-- Work to complete --
For every entry below, retype it exactly as it reads.

Items from a data source
>>>
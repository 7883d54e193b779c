use pnrquote_core::error::QuoteError;
use pnrquote_core::policy::builtin;
use pnrquote_core::pricing::format::format_percent;
use std::path::Path;

pub fn list() -> Result<(), QuoteError> {
    println!("Available predefined policies:\n");
    for name in builtin::PRESETS {
        let policy = builtin::load_preset(name)?;
        let default_marker = if *name == builtin::DEFAULT_PRESET {
            " [default]"
        } else {
            ""
        };
        println!(
            "  {:<8} {} (v{}){}",
            name, policy.name, policy.version, default_marker
        );
        if let Some(ref desc) = policy.description {
            println!("           {}", desc);
        }
        println!();
    }
    Ok(())
}

pub fn show(name: &str) -> Result<(), QuoteError> {
    let policy = builtin::load_preset(name)?;

    println!("{} (version {})\n", policy.name, policy.version);

    if let Some(ref desc) = policy.description {
        println!("{}\n", desc);
    }

    println!("  RAV:             {}", format_percent(policy.rav_percent));
    println!("  Max RAV:         {}", format_percent(policy.max_rav_percent));
    println!("  Default fee:     {}", policy.default_fee);
    println!(
        "  Change penalty:  {}",
        policy.default_change_penalty.as_deref().unwrap_or("-")
    );
    println!();
    println!("Values declared in the quote text (comissão, fee, multa) take");
    println!("precedence over these defaults. --rav overrides both.\n");

    Ok(())
}

pub fn schema() -> Result<(), QuoteError> {
    print!(
        r#"JSON Policy Schema
==================

A policy file holds the commercial defaults used by `pnrquote quote`
when a quote option does not state its own terms.

Fields:
  name                    (string, required)  Human-readable policy name
  description             (string, optional)  What this policy is for
  version                 (string, required)  Version identifier (e.g., "2025.1")
  rav_percent             (string, required)  RAV percent of the base fare,
                                              applied when the quote declares
                                              no commission. Between 0 and
                                              max_rav_percent.
  default_fee             (string, optional)  Fixed fee added to the commission
                                              when the quote has no "fee" line.
                                              Default: "0"
  default_change_penalty  (string, optional)  Change-penalty text shown when the
                                              quote has no "multa" line.
  max_rav_percent         (string, optional)  Upper bound accepted for any RAV,
                                              declared or overridden.
                                              Default: "100"

Example:
{{
  "name": "Corporativo",
  "description": "Contracted accounts, reduced RAV",
  "version": "1.0",
  "rav_percent": "6",
  "default_fee": "35",
  "default_change_penalty": "USD 300 + diferença tarifária",
  "max_rav_percent": "12"
}}

Note: amounts and percents must be quoted strings, not bare numbers,
to preserve exact decimal precision (e.g., "7.5" not 7.5).
"#
    );
    Ok(())
}

pub fn validate(file: &Path) -> Result<(), QuoteError> {
    let policy = pnrquote_core::policy::load_policy(file)?;

    println!("Policy '{}' (v{}) is valid.", policy.name, policy.version);
    println!("  RAV: {}", format_percent(policy.rav_percent));
    println!("  Default fee: {}", policy.default_fee);

    let mut warnings = Vec::new();
    if policy.default_change_penalty.is_none() {
        warnings.push("no default_change_penalty; options without a 'multa' line show none");
    }
    if policy.rav_percent.is_zero() && policy.default_fee.is_zero() {
        warnings.push("RAV and fee are both zero; totals equal the net fare plus taxes");
    }

    if !warnings.is_empty() {
        println!("\nWarnings:");
        for w in &warnings {
            println!("  - {}", w);
        }
    }

    Ok(())
}
use pnrquote_core::error::QuoteError;
use std::path::{Path, PathBuf};

use super::read_input;
use crate::output;

pub fn run(
    input: &Path,
    output_format: &str,
    output_file: Option<PathBuf>,
    simple: bool,
    trace: bool,
) -> Result<(), QuoteError> {
    let text = read_input(input)?;

    if trace {
        let bundle = pnrquote_core::trace_document(&text);
        match output_format {
            "json" => output::json::print(&bundle)?,
            _ => output::table::print_trace(&bundle, &text),
        }
        return Ok(());
    }

    let email = pnrquote_core::parse_email_to_options(&text);

    let (json, table) = if simple {
        let pnr = pnrquote_core::parse_pnr(&text).ok_or(QuoteError::EmptyInput)?;
        (serde_json::to_string_pretty(&pnr)?, output::table::format_pnr(&pnr))
    } else {
        (
            serde_json::to_string_pretty(&email)?,
            output::table::format_options(&email.options),
        )
    };

    match output_file {
        Some(path) => {
            // Always write JSON when saving to file
            std::fs::write(&path, &json)?;
            eprintln!(
                "Parsed {} option(s), written to {}",
                email.options.len(),
                path.display()
            );
            for w in email.options.iter().flat_map(|o| o.warnings.iter()) {
                eprintln!("  warning: {}", w.message);
            }
        }
        None => match output_format {
            "json" => println!("{json}"),
            _ => println!("{table}"),
        },
    }

    Ok(())
}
<<<
-- Expected answer --
repository 7883d54e193b779c
use pnrquote_core::error::QuoteError;
use pnrquote_core::policy::builtin;
use pnrquote_core::pricing::format::format_percent;
use std::path::Path;

pub fn list() -> Result<(), QuoteError> {
    println!("Available predefined policies:\n");
    for name in builtin::PRESETS {
        let policy = builtin::load_preset(name)?;
        let default_marker = if *name == builtin::DEFAULT_PRESET {
            " [default]"
        } else {
            ""
        };
        println!(
            "  {:<8} {} (v{}){}",
            name, policy.name, policy.version, default_marker
        );
        if let Some(ref desc) = policy.description {
            println!("           {}", desc);
        }
        println!();
    }
    Ok(())
}

pub fn show(name: &str) -> Result<(), QuoteError> {
    let policy = builtin::load_preset(name)?;

    println!("{} (version {})\n", policy.name, policy.version);

    if let Some(ref desc) = policy.description {
        println!("{}\n", desc);
    }

    println!("  RAV:             {}", format_percent(policy.rav_percent));
    println!("  Max RAV:         {}", format_percent(policy.max_rav_percent));
    println!("  Default fee:     {}", policy.default_fee);
    println!(
        "  Change penalty:  {}",
        policy.default_change_penalty.as_deref().unwrap_or("-")
    );
    println!();
    println!("Values declared in the quote text (comissão, fee, multa) take");
    println!("precedence over these defaults. --rav overrides both.\n");

    Ok(())
}

pub fn schema() -> Result<(), QuoteError> {
    print!(
        r#"JSON Policy Schema
==================

A policy file holds the commercial defaults used by `pnrquote quote`
when a quote option does not state its own terms.

Fields:
  name                    (string, required)  Human-readable policy name
  description             (string, optional)  What this policy is for
  version                 (string, required)  Version identifier (e.g., "2025.1")
  rav_percent             (string, required)  RAV percent of the base fare,
                                              applied when the quote declares
                                              no commission. Between 0 and
                                              max_rav_percent.
  default_fee             (string, optional)  Fixed fee added to the commission
                                              when the quote has no "fee" line.
                                              Default: "0"
  default_change_penalty  (string, optional)  Change-penalty text shown when the
                                              quote has no "multa" line.
  max_rav_percent         (string, optional)  Upper bound accepted for any RAV,
                                              declared or overridden.
                                              Default: "100"

Example:
{{
  "name": "Corporativo",
  "description": "Contracted accounts, reduced RAV",
  "version": "1.0",
  "rav_percent": "6",
  "default_fee": "35",
  "default_change_penalty": "USD 300 + diferença tarifária",
  "max_rav_percent": "12"
}}

Note: amounts and percents must be quoted strings, not bare numbers,
to preserve exact decimal precision (e.g., "7.5" not 7.5).
"#
    );
    Ok(())
}

pub fn validate(file: &Path) -> Result<(), QuoteError> {
    let policy = pnrquote_core::policy::load_policy(file)?;

    println!("Policy '{}' (v{}) is valid.", policy.name, policy.version);
    println!("  RAV: {}", format_percent(policy.rav_percent));
    println!("  Default fee: {}", policy.default_fee);

    let mut warnings = Vec::new();
    if policy.default_change_penalty.is_none() {
        warnings.push("no default_change_penalty; options without a 'multa' line show none");
    }
    if policy.rav_percent.is_zero() && policy.default_fee.is_zero() {
        warnings.push("RAV and fee are both zero; totals equal the net fare plus taxes");
    }

    if !warnings.is_empty() {
        println!("\nWarnings:");
        for w in &warnings {
            println!("  - {}", w);
        }
    }

    Ok(())
}
use pnrquote_core::error::QuoteError;
use std::path::{Path, PathBuf};

use super::read_input;
use crate::output;

pub fn run(
    input: &Path,
    output_format: &str,
    output_file: Option<PathBuf>,
    simple: bool,
    trace: bool,
) -> Result<(), QuoteError> {
    let text = read_input(input)?;

    if trace {
        let bundle = pnrquote_core::trace_document(&text);
        match output_format {
            "json" => output::json::print(&bundle)?,
            _ => output::table::print_trace(&bundle, &text),
        }
        return Ok(());
    }

    let email = pnrquote_core::parse_email_to_options(&text);

    let (json, table) = if simple {
        let pnr = pnrquote_core::parse_pnr(&text).ok_or(QuoteError::EmptyInput)?;
        (serde_json::to_string_pretty(&pnr)?, output::table::format_pnr(&pnr))
    } else {
        (
            serde_json::to_string_pretty(&email)?,
            output::table::format_options(&email.options),
        )
    };

    match output_file {
        Some(path) => {
            // Always write JSON when saving to file
            std::fs::write(&path, &json)?;
            eprintln!(
                "Parsed {} option(s), written to {}",
                email.options.len(),
                path.display()
            );
            for w in email.options.iter().flat_map(|o| o.warnings.iter()) {
                eprintln!("  warning: {}", w.message);
            }
        }
        None => match output_format {
            "json" => println!("{json}"),
            _ => println!("{table}"),
        },
    }

    Ok(())
}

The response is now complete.